Kubuś marudny coś dziś. ehh
A propos siedzenia w domu pól dnia samej z dziećmi to u nas jest to cały dzień. Mąż o 8 wychodzi do roboty i wraca ok 20 na kąpanie bąbli. No to wiecie jak ja czekam na weekendy i czemu nie piszę tyle ile bym chciała.
Koniec dobrego o Kinia wstała z drzemki a Kubuś też zaczyna skwierczeć.
 
Igocencja ja nie kupuje śpiworka przy pierwszej córci nie mialam i chodziłyśmy na spacery przy -20C
zakładałam bodziak długi rekaw, kaftanik, rajstopki spodnie i kombinezon, na głowe czapka + kaptur z kombinezonu i przykrywałam kocykiem nie baardzo grubym tylko troszke grubszym od polarkowego. i teraz też tak bede robic.
 
Ja teraz mam śpiworek i zakładam mu bodziak z dł rękawem,bluze z polaru i kurtkę cieplejszą i wkładam do śpiworka(on nie jest bardzo gruby) jeśli jest zimno to wkąłdam w środek kocyk.Na dól zakładam mu rajtuzki i spodenki na podszewce i do tego jesczze frotowe skarpetki.
Zamówiłam mu też kombinezon więc nie będę musiała mu zakłądac dodatkowej warstwy.Ogólnie słyszałam tezę by dzieci ubierać tak jak my plus jedną warstwe ubrania więcej jak my.

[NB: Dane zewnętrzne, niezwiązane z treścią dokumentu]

//! Concrete core jobs: refresh-images, rescan-database, cleanup-orphaned-images.

use std::sync::Arc;

use async_trait::async_trait;
use tracing::{info, warn};

use super::Job;
use crate::error::Result;
use crate::queue::ScanQueueHandle;
use crate::registry::ContainerRegistry;
use crate::store::PersistentStore;
use crate::vulndb::VulnDbManager;

/// Re-lists the environment and calls `Registry::set`, reconciling any
/// events the watcher missed. The embedding deployment supplies the
/// listing mechanism (Kubernetes full-list, Docker container list, ...).
#[async_trait]
pub trait RefreshTrigger: Send + Sync {
    async fn refresh(&self, registry: &ContainerRegistry) -> Result<()>;
}

pub struct RefreshImagesJob {
    registry: Arc<ContainerRegistry>,
    trigger: Arc<dyn RefreshTrigger>,
}

impl RefreshImagesJob {
    pub fn new(registry: Arc<ContainerRegistry>, trigger: Arc<dyn RefreshTrigger>) -> Self {
        RefreshImagesJob { registry, trigger }
    }
}

#[async_trait]
impl Job for RefreshImagesJob {
    async fn run(&self) -> Result<()> {
        self.trigger.refresh(&self.registry).await
    }
}

/// Checks the vulnerability DB for updates; on change, force-enqueues a
/// rescan for every image record built against an older DB.
pub struct RescanDatabaseJob {
    vulndb: Arc<VulnDbManager>,
    store: Arc<dyn PersistentStore>,
    registry: Arc<ContainerRegistry>,
    queue: Arc<dyn ScanQueueHandle>,
}

impl RescanDatabaseJob {
    pub fn new(
        vulndb: Arc<VulnDbManager>,
        store: Arc<dyn PersistentStore>,
        registry: Arc<ContainerRegistry>,
        queue: Arc<dyn ScanQueueHandle>,
    ) -> Self {
        RescanDatabaseJob {
            vulndb,
            store,
            registry,
            queue,
        }
    }
}

#[async_trait]
impl Job for RescanDatabaseJob {
    async fn run(&self) -> Result<()> {
        let (changed, built_at) = self.vulndb.check_for_updates().await?;
        if !changed {
            return Ok(());
        }

        let stale = self.store.list_image_records_built_before(built_at).await?;
        info!(count = stale.len(), new_built_at = %built_at, "vulnerability DB changed, force-rescanning stale images");

        for record in stale {
            let Some(container) = self.registry.representative_for_digest(&record.digest).await else {
                warn!(digest = %record.digest, "no live container to source node/runtime hint for rescan, skipping");
                continue;
            };
            let job = crate::domain::ScanJob::new(
                crate::domain::ImageRef {
                    reference: container.image.reference.clone(),
                    digest: record.digest.clone(),
                },
                &container.node_name,
                container.runtime,
            )
            .forced();
            if let Err(e) = self.queue.enqueue(job) {
                warn!(digest = %record.digest, error = %e, "failed to enqueue force-rescan");
            }
        }
        Ok(())
    }
}

/// Deletes every image record with zero referencing containers.
pub struct CleanupOrphanedImagesJob {
    store: Arc<dyn PersistentStore>,
}

impl CleanupOrphanedImagesJob {
    pub fn new(store: Arc<dyn PersistentStore>) -> Self {
        CleanupOrphanedImagesJob { store }
    }
}

#[async_trait]
impl Job for CleanupOrphanedImagesJob {
    async fn run(&self) -> Result<()> {
        let stats = self.store.cleanup_orphaned_images().await?;
        info!(
            images_deleted = stats.images_deleted,
            packages_deleted = stats.packages_deleted,
            vulnerabilities_deleted = stats.vulnerabilities_deleted,
            "orphaned-image cleanup complete"
        );
        Ok(())
    }
}
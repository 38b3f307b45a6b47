//! Single-consumer scan worker. Serializes scan phases per digest and
//! across digests (one worker, one queue): SBOM acquisition, then
//! vulnerability matching. Early-exit policy reads the live `ImageRecord`
//! status rather than trusting the job's `force` flag alone, which is what
//! gives single-flight-per-digest its teeth (property P2) — a duplicate
//! job for an already-complete, non-forced digest is a silent no-op here.

use std::path::Path;
use std::sync::Arc;

use async_trait::async_trait;
use chrono::{DateTime, Utc};
use tokio_util::sync::CancellationToken;
use tracing::{debug, info, instrument, warn};

use crate::domain::{Digest, ImageStatus, PackageRow, ScanJob, VulnerabilityRow};
use crate::error::{Error, Result};
use crate::queue::ScanQueue;
use crate::sbom::{parse_sbom, SbomRetriever, WORKER_SBOM_DEADLINE};
use crate::store::PersistentStore;
use crate::vulndb::VulnDbManager;

/// Matches a parsed SBOM's packages against the on-disk vulnerability
/// database, opaque per scope (Grype's actual matching algorithm is not
/// reimplemented here).
#[async_trait]
pub trait VulnerabilityMatcher: Send + Sync {
    async fn match_vulnerabilities(
        &self,
        packages: &[PackageRow],
        db_dir: &Path,
    ) -> Result<(Vec<u8>, Vec<VulnerabilityRow>)>;
}

pub const WORKER_VULN_DEADLINE: std::time::Duration = std::time::Duration::from_secs(5 * 60);

/// Stand-in matcher: the actual Grype matching algorithm is an opaque
/// external collaborator per scope, so this just records that every
/// package was checked and found nothing, proving the seam without
/// reimplementing a vulnerability-matching engine.
pub struct NullVulnerabilityMatcher;

#[async_trait]
impl VulnerabilityMatcher for NullVulnerabilityMatcher {
    async fn match_vulnerabilities(
        &self,
        _packages: &[PackageRow],
        _db_dir: &Path,
    ) -> Result<(Vec<u8>, Vec<VulnerabilityRow>)> {
        Ok((b"[]".to_vec(), Vec::new()))
    }
}

pub struct Worker {
    queue: Arc<ScanQueue>,
    store: Arc<dyn PersistentStore>,
    sbom_retriever: Arc<dyn SbomRetriever>,
    matcher: Arc<dyn VulnerabilityMatcher>,
    vulndb: Arc<VulnDbManager>,
}

impl Worker {
    pub fn new(
        queue: Arc<ScanQueue>,
        store: Arc<dyn PersistentStore>,
        sbom_retriever: Arc<dyn SbomRetriever>,
        matcher: Arc<dyn VulnerabilityMatcher>,
        vulndb: Arc<VulnDbManager>,
    ) -> Self {
        Worker {
            queue,
            store,
            sbom_retriever,
            matcher,
            vulndb,
        }
    }

    /// Drain jobs until the queue shuts down or cancellation fires.
    pub async fn run(&self, cancellation: CancellationToken) {
        loop {
            let job = tokio::select! {
                _ = cancellation.cancelled() => return,
                job = self.queue.pop() => job,
            };
            let Some(job) = job else { return };
            let digest = job.image.digest.clone();
            if let Err(e) = self.process(job).await {
                warn!(digest = %digest, error = %e, "scan job failed");
            }
            self.queue.mark_processed();
        }
    }

    #[instrument(skip(self, job), fields(digest = %job.image.digest, force = job.force))]
    async fn process(&self, job: ScanJob) -> Result<()> {
        let digest = job.image.digest.clone();
        let record = self
            .store
            .get_image_record(&digest)
            .await?
            .ok_or_else(|| Error::Invariant(format!("no image record for digest {digest} at scan time")))?;

        if !job.force && record.has_vulnerabilities() {
            debug!("record already complete and not forced, nothing to do");
            return Ok(());
        }

        // Reuse the cached SBOM whenever one is known good; only a forced
        // rescan against a record with no usable SBOM (pending, or a prior
        // SBOM-stage failure) restarts from the SBOM step.
        if !record.has_sbom() {
            self.run_sbom_step(&job, &digest).await?;
        }

        self.run_vuln_step(&job, &digest).await
    }

    async fn run_sbom_step(&self, job: &ScanJob, digest: &Digest) -> Result<()> {
        self.store.set_status(digest, ImageStatus::GeneratingSbom).await?;

        let retrieval = tokio::time::timeout(
            WORKER_SBOM_DEADLINE,
            self.sbom_retriever.retrieve(&job.image, &job.node_hint, job.runtime_hint),
        )
        .await;

        let bytes = match retrieval {
            Ok(Ok(bytes)) => bytes,
            Ok(Err(e)) => {
                self.fail_sbom(digest, e.to_string()).await?;
                return Err(e);
            }
            Err(_) => {
                let message = "SBOM retrieval exceeded 5-minute deadline".to_string();
                self.fail_sbom(digest, message.clone()).await?;
                return Err(Error::ScanStage {
                    digest: digest.clone(),
                    message,
                });
            }
        };

        let parsed = match parse_sbom(&bytes) {
            Ok(p) => p,
            Err(e) => {
                self.fail_sbom(digest, e.to_string()).await?;
                return Err(e);
            }
        };

        let packages: Vec<PackageRow> = parsed
            .packages
            .into_iter()
            .map(|p| PackageRow {
                digest: digest.clone(),
                name: p.name,
                version: p.version,
                package_type: p.package_type,
                purl: p.purl,
            })
            .collect();

        self.store
            .store_sbom(digest, bytes, packages, parsed.os_name, parsed.os_version)
            .await?;
        info!(digest = %digest, "SBOM acquired");
        Ok(())
    }

    async fn fail_sbom(&self, digest: &Digest, message: String) -> Result<()> {
        self.store
            .set_status(digest, ImageStatus::SbomFailed { message })
            .await
    }

    async fn run_vuln_step(&self, job: &ScanJob, digest: &Digest) -> Result<()> {
        self.store
            .set_status(digest, ImageStatus::ScanningVulnerabilities)
            .await?;

        let packages = self.store.list_packages(digest).await?;
        let db_state = self.vulndb.current_version();
        let Some(db_state) = db_state else {
            let message = "no vulnerability database loaded yet".to_string();
            self.fail_vuln(digest, message.clone()).await?;
            return Err(Error::ScanStage { digest: digest.clone(), message });
        };

        let matched = tokio::time::timeout(
            WORKER_VULN_DEADLINE,
            self.matcher.match_vulnerabilities(&packages, &db_state.path),
        )
        .await;

        let (findings, rows) = match matched {
            Ok(Ok(pair)) => pair,
            Ok(Err(e)) => {
                self.fail_vuln(digest, e.to_string()).await?;
                return Err(e);
            }
            Err(_) => {
                let message = "vulnerability matching exceeded 5-minute deadline".to_string();
                self.fail_vuln(digest, message.clone()).await?;
                return Err(Error::ScanStage {
                    digest: digest.clone(),
                    message,
                });
            }
        };

        let built_at: DateTime<Utc> = db_state.built_at;
        self.store
            .store_vulnerabilities(digest, findings, rows, built_at)
            .await?;
        info!(digest = %digest, job_force = job.force, "vulnerability scan complete");
        Ok(())
    }

    async fn fail_vuln(&self, digest: &Digest, message: String) -> Result<()> {
        self.store
            .set_status(digest, ImageStatus::VulnScanFailed { message })
            .await
    }
}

Mój smyk dziś przespał 5,5 H ciągem w nocy i aż mi cycki chciały eksplodowac od mleczka
 
reklama
Witajcie!! :-)
Na chwilę, bo zaraz idę spać :-) tylko warzywka wrzucę do gara ;-) trzeba korzystać :-)

Elssi dobrze, że zajarzyłaś ;-)

Igocencja kup sobie *spam*, syrop dla kobiet w ciązy i karmiacych, naturalny z malin, czarnych porzeczek, czosnku. Pomaga!

Dora super karmik :-) Widać, że pierwsza chętna jest na dziale sprzedam :-)


Ja mam kombinezon, Hania jeszcze w nim nie chodzi...


Heh, zjadło mi posta!
Hania się obudziła, więc lecę!

A co się dzieje z Dziubą, mało jej... Wiecie może?